Neufeld appoints two spending critics to board
Kansas Taxpayer Transparency Program aims to inform residents of where tax dollars go
Topeka ? House Speaker Melvin Neufeld has appointed two vocal critics of state government spending to a board that is supposed to help Kansans get more information about where their tax dollars go.
Neufeld appointed state Rep. Kasha Kelley, R-Arkansas City, and Alan Cobb, director of the Kansas chapter of Americans for Prosperity, to serve on the Kansas Public Finance Transparency Board.
The board was established by recent legislation to work with the Department of Administration in setting up a Web site that will contain information about state agency spending and other databases.
“Legislators during the last session expressed a strong desire to help Kansans understand how the state spends its tax dollars through the establishment of the Kansas Taxpayer Transparency Program,” said Neufeld, R-Ingalls.
“I believe it is vitally important that government be as open as possible,” he said.
The program allocates $4.4 million for a new central computer system and places in operation by March 2008 a searchable Web site for state agency expenditures and revenues, bonded indebtedness and other budgetary information.

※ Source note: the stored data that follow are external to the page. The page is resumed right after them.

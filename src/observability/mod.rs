//! Observability for the persistence layer
//!
//! - Structured JSON log lines ([`Logger`])
//! - A closed catalogue of event names ([`Event`])
//! - Monotonic counters ([`MetricsRegistry`])
//! - Begin/complete scopes for multi-step work ([`ObservationScope`])
//!
//! Observability never fails the operation it observes.

mod events;
mod logger;
mod metrics;
mod scope;

pub use events::Event;
pub use logger::{Logger, Severity};
pub use metrics::{MetricsRegistry, MetricsSnapshot};
pub use scope::ObservationScope;

/// Log an event at its default severity
pub fn log_event(event: Event, fields: &[(&str, &str)]) {
    Logger::log(event.severity(), event.as_str(), fields);
}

Kelley, who has criticized increases in state spending, was a primary sponsor of the legislation that set up the program.
“Kansans can only have more of a say in how their state government functions if they understand what is going on. Transparency to state spending is key to that understanding,” Kelley said.
Cobb, the director of the Kansas chapter of Americans for Prosperity, had said passage of the transparency provision was a silver lining in the budget process.
“I look forward to serving with an eye reflecting the citizen and the taxpayer,” Cobb said.
Cobb has been at the center of a fiery debate in the Statehouse in pushing for the so-called Taxpayer Bill of Rights, or TABOR.
TABOR is a proposed constitutional amendment that would require voter approval of state tax increases, limit state spending increases to the inflation rate and refund taxes above that amount.
AFP and its supporters hoped to get the measure on the ballot in 2006, but the amendment lacked necessary support in the Legislature.
The proposal was opposed by a broad coalition of education, social service and some business groups that said it would hinder the government’s ability to invest in needed services and respond to emergencies.
Neufeld voiced support of both Kelley and Cobb.
He said Kelley has been committed to limiting government. Of Cobb, he said: “He is well-respected around the state and was recommended by a number of business leaders. I am confident he will represent Kansans well.”